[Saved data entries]
§ §
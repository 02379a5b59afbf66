// SPDX-License-Identifier: BUSL-1.1
// Copyright (c) 2026 Alfred Jean LLC

use crate::filter::EventFilter;
use crate::id::{Uid, WebhookId};
use crate::process::AgentConfig;
use serde::{Deserialize, Serialize};
use std::collections::{BTreeSet, HashMap};

/// Outbound webhook subscription.
#[derive(Debug, Clone, Serialize, Deserialize, PartialEq)]
pub struct Webhook {
    pub id: WebhookId,
    pub url: String,
    /// HMAC-SHA256 signing secret; deliveries are unsigned when absent.
    #[serde(default, skip_serializing_if = "Option::is_none")]
    pub secret: Option<String>,
    /// Topics this hook receives. Exact topics only.
    pub events: BTreeSet<String>,
    #[serde(default, skip_serializing_if = "Option::is_none")]
    pub filter: Option<EventFilter>,
    #[serde(default)]
    pub headers: HashMap<String, String>,
    pub enabled: bool,
    pub owner_uid: Uid,
    #[serde(default = "default_retry_count")]
    pub retry_count: u32,
    #[serde(default = "default_timeout_ms")]
    pub timeout_ms: u64,
    #[serde(default)]
    pub failure_count: u64,
    pub created_at_ms: u64,
}

fn default_retry_count() -> u32 {
    3
}

fn default_timeout_ms() -> u64 {
    5_000
}

/// Inbound webhook: `POST /hook/{token}` spawns an agent.
#[derive(Debug, Clone, Serialize, Deserialize, PartialEq)]
pub struct InboundWebhook {
    /// URL token, unique across hooks.
    pub token: String,
    pub name: String,
    pub agent_config: AgentConfig,
    /// Optional JSON projection applied to the request body before it is
    /// appended to the agent goal: a dotted path into the payload.
    #[serde(default, skip_serializing_if = "Option::is_none")]
    pub transform: Option<String>,
    pub owner_uid: Uid,
    #[serde(default, skip_serializing_if = "Option::is_none")]
    pub last_triggered_ms: Option<u64>,
    #[serde(default)]
    pub trigger_count: u64,
    pub created_at_ms: u64,
}

/// Delivery that exhausted its retries.
#[derive(Debug, Clone, Serialize, Deserialize)]
pub struct DlqEntry {
    #[serde(default)]
    pub id: i64,
    pub webhook_id: WebhookId,
    pub event_type: String,
    pub payload: serde_json::Value,
    pub error: String,
    pub attempts: u32,
    pub created_at_ms: u64,
}

/// One delivery attempt, success or failure.
#[derive(Debug, Clone, Serialize, Deserialize)]
pub struct WebhookLogEntry {
    #[serde(default)]
    pub id: i64,
    pub webhook_id: WebhookId,
    pub event_type: String,
    pub success: bool,
    #[serde(default, skip_serializing_if = "Option::is_none")]
    pub status: Option<u16>,
    #[serde(default, skip_serializing_if = "Option::is_none")]
    pub error: Option<String>,
    pub attempt: u32,
    pub created_at_ms: u64,
}
// SPDX-License-Identifier: BUSL-1.1
// Copyright (c) 2026 Alfred Jean LLC

//! Memory, plan, key-value and snapshot commands

use crate::gateway::{authorize, limit_arg, process_owner, req_pid, req_str, ConnState, Gateway};
use aether_core::{
    Clock, Event, KernelError, MemoryId, MemoryLayer, MemoryRecord, Pid, PlanId, PlanStatus,
    SnapshotId,
};
use serde_json::{json, Value};

// -- memory --

pub fn mem_put<C: Clock>(
    gateway: &Gateway<C>,
    conn: &ConnState,
    payload: &Value,
) -> Result<Value, KernelError> {
    let subject = conn.require_auth()?;
    let layer = req_str(payload, "layer")?;
    let layer = MemoryLayer::parse(layer)
        .ok_or_else(|| KernelError::invalid_args(format!("unknown layer '{layer}'")))?;
    let content = req_str(payload, "content")?;
    let now = gateway.kernel.clock.epoch_ms();

    let memory = MemoryRecord {
        id: MemoryId::new(format!("m-{}", uuid::Uuid::new_v4())),
        agent_uid: subject.uid.clone(),
        layer,
        content: content.to_string(),
        tags: payload
            .get("tags")
            .and_then(Value::as_array)
            .map(|tags| {
                tags.iter()
                    .filter_map(Value::as_str)
                    .map(str::to_string)
                    .collect()
            })
            .unwrap_or_default(),
        importance: payload
            .get("importance")
            .and_then(Value::as_f64)
            .unwrap_or(0.5)
            .clamp(0.0, 1.0),
        access_count: 0,
        created_at_ms: now,
        last_accessed_ms: now,
        expires_at_ms: payload.get("expiresAtMs").and_then(Value::as_u64),
        source_pid: payload.get("sourcePid").and_then(Value::as_i64).map(Pid),
        related: Default::default(),
    };

    let evicted = gateway
        .kernel
        .store
        .put_memory(&memory, gateway.kernel.config.memory.layer_cap)
        .map_err(KernelError::internal)?;

    gateway.kernel.bus.emit(Event::MemoryStored {
        uid: subject.uid.clone(),
        memory_id: memory.id.clone(),
        layer,
    });
    if evicted > 0 {
        gateway.kernel.bus.emit(Event::MemoryEvicted {
            uid: subject.uid.clone(),
            layer,
            count: evicted,
        });
    }
    Ok(json!({ "memory": memory, "evicted": evicted }))
}

fn owned_memory<C: Clock>(
    gateway: &Gateway<C>,
    conn: &ConnState,
    id: &MemoryId,
) -> Result<MemoryRecord, KernelError> {
    let subject = conn.require_auth()?;
    let memory = gateway
        .kernel
        .store
        .access_memory(id, gateway.kernel.clock.epoch_ms())
        .map_err(KernelError::internal)?
        .ok_or_else(|| KernelError::not_found(format!("memory {id}")))?;
    authorize(
        gateway,
        &subject,
        "mem.get",
        &format!("memory/{id}"),
        Some(&memory.agent_uid),
    )?;
    Ok(memory)
}

pub fn mem_get<C: Clock>(
    gateway: &Gateway<C>,
    conn: &ConnState,
    payload: &Value,
) -> Result<Value, KernelError> {
    let id = MemoryId::new(req_str(payload, "id")?);
    let memory = owned_memory(gateway, conn, &id)?;
    Ok(json!({ "memory": memory }))
}

pub fn mem_search<C: Clock>(
    gateway: &Gateway<C>,
    conn: &ConnState,
    payload: &Value,
) -> Result<Value, KernelError> {
    let subject = conn.require_auth()?;
    let query = req_str(payload, "query")?;
    let memories = gateway
        .kernel
        .store
        .search_memories(&subject.uid, query, limit_arg(payload, 16))
        .map_err(KernelError::internal)?;
    Ok(json!({ "memories": memories }))
}

pub fn mem_delete<C: Clock>(
    gateway: &Gateway<C>,
    conn: &ConnState,
    payload: &Value,
) -> Result<Value, KernelError> {
    let id = MemoryId::new(req_str(payload, "id")?);
    // Ownership check via lookup before deleting.
    owned_memory(gateway, conn, &id)?;
    let deleted = gateway
        .kernel
        .store
        .delete_memory(&id)
        .map_err(KernelError::internal)?;
    Ok(json!({ "deleted": deleted }))
}

// -- plans --

pub fn plan_get<C: Clock>(
    gateway: &Gateway<C>,
    conn: &ConnState,
    payload: &Value,
) -> Result<Value, KernelError> {
    let subject = conn.require_auth()?;
    let pid = req_pid(payload)?;
    let owner = process_owner(&gateway.kernel, pid)?;
    authorize(gateway, &subject, "plan.get", &format!("process/{pid}"), Some(&owner))?;

    let plan = gateway
        .kernel
        .store
        .plan_for_pid(pid)
        .map_err(KernelError::internal)?
        .ok_or_else(|| KernelError::not_found(format!("plan for process {pid}")))?;
    Ok(json!({ "plan": plan }))
}

pub fn plan_update<C: Clock>(
    gateway: &Gateway<C>,
    conn: &ConnState,
    payload: &Value,
) -> Result<Value, KernelError> {
    let subject = conn.require_auth()?;
    let id = PlanId::new(req_str(payload, "id")?);
    let status = req_str(payload, "status")?;
    let status = PlanStatus::parse(status)
        .ok_or_else(|| KernelError::invalid_args(format!("unknown status '{status}'")))?;

    let current = gateway
        .kernel
        .store
        .get_plan(&id)
        .map_err(KernelError::internal)?
        .ok_or_else(|| KernelError::not_found(format!("plan {id}")))?;
    authorize(
        gateway,
        &subject,
        "plan.update",
        &format!("plan/{id}"),
        Some(&current.agent_uid),
    )?;

    let updated = gateway
        .kernel
        .store
        .update_plan_status(&id, status, gateway.kernel.clock.epoch_ms())
        .map_err(|e| match e {
            aether_store::StoreError::Invalid(message) => KernelError::invalid_state(message),
            other => KernelError::internal(other),
        })?;

    gateway.kernel.bus.emit(Event::PlanUpdated {
        plan_id: updated.id.clone(),
        status: updated.status,
    });
    Ok(json!({ "plan": updated }))
}

// -- key/value --

pub fn kv_get<C: Clock>(
    gateway: &Gateway<C>,
    conn: &ConnState,
    payload: &Value,
) -> Result<Value, KernelError> {
    conn.require_auth()?;
    let key = req_str(payload, "key")?;
    let entry = gateway
        .kernel
        .store
        .kv_get(key)
        .map_err(KernelError::internal)?;
    Ok(json!({ "entry": entry }))
}

pub fn kv_set<C: Clock>(
    gateway: &Gateway<C>,
    conn: &ConnState,
    payload: &Value,
) -> Result<Value, KernelError> {
    let subject = conn.require_auth()?;
    authorize(gateway, &subject, "kv.set", "kv", Some(&subject.uid))?;
    let key = req_str(payload, "key")?;
    let value = payload
        .get("value")
        .ok_or_else(|| KernelError::invalid_args("'value' is required"))?;
    gateway
        .kernel
        .store
        .kv_set(key, value, gateway.kernel.clock.epoch_ms())
        .map_err(KernelError::internal)?;
    Ok(Value::Null)
}

pub fn kv_delete<C: Clock>(
    gateway: &Gateway<C>,
    conn: &ConnState,
    payload: &Value,
) -> Result<Value, KernelError> {
    let subject = conn.require_auth()?;
    authorize(gateway, &subject, "kv.delete", "kv", Some(&subject.uid))?;
    let key = req_str(payload, "key")?;
    let deleted = gateway
        .kernel
        .store
        .kv_delete(key)
        .map_err(KernelError::internal)?;
    Ok(json!({ "deleted": deleted }))
}

// -- snapshots --

pub fn snapshot_create<C: Clock>(
    gateway: &Gateway<C>,
    conn: &ConnState,
    payload: &Value,
) -> Result<Value, KernelError> {
    let subject = conn.require_auth()?;
    let pid = req_pid(payload)?;
    let owner = process_owner(&gateway.kernel, pid)?;
    authorize(gateway, &subject, "snapshot.create", &format!("process/{pid}"), Some(&owner))?;

    let info = gateway
        .kernel
        .table
        .get(pid)
        .ok_or_else(|| KernelError::invalid_state(format!("process {pid} is gone")))?;
    let home = gateway.kernel.home_for(&info.uid);
    let record = aether_kernel::snapshot::create_snapshot(
        &gateway.kernel.store,
        &gateway.kernel.clock,
        &info,
        &home,
        &gateway.kernel.config.snapshot_dir,
        payload.get("description").and_then(Value::as_str).unwrap_or(""),
    )?;
    Ok(json!({ "snapshot": record }))
}

pub fn snapshot_list<C: Clock>(
    gateway: &Gateway<C>,
    conn: &ConnState,
    payload: &Value,
) -> Result<Value, KernelError> {
    conn.require_auth()?;
    let pid = payload.get("pid").and_then(Value::as_i64).map(Pid);
    let snapshots = aether_kernel::snapshot::list_snapshots(&gateway.kernel.store, pid)?;
    Ok(json!({ "snapshots": snapshots }))
}

pub fn snapshot_delete<C: Clock>(
    gateway: &Gateway<C>,
    conn: &ConnState,
    payload: &Value,
) -> Result<Value, KernelError> {
    let subject = conn.require_auth()?;
    let id = SnapshotId::new(req_str(payload, "id")?);
    authorize(gateway, &subject, "snapshot.delete", &format!("snapshot/{id}"), None)?;
    let deleted = aether_kernel::snapshot::delete_snapshot(&gateway.kernel.store, &id)?;
    Ok(json!({ "deleted": deleted }))
}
§ §
■ **Exercise directions**:
Copy out every line in the records where the word "before" is found.

■ **Solution for this exercise**:
    /// Optional JSON projection applied to the request body before it is
    // Ownership check via lookup before deleting.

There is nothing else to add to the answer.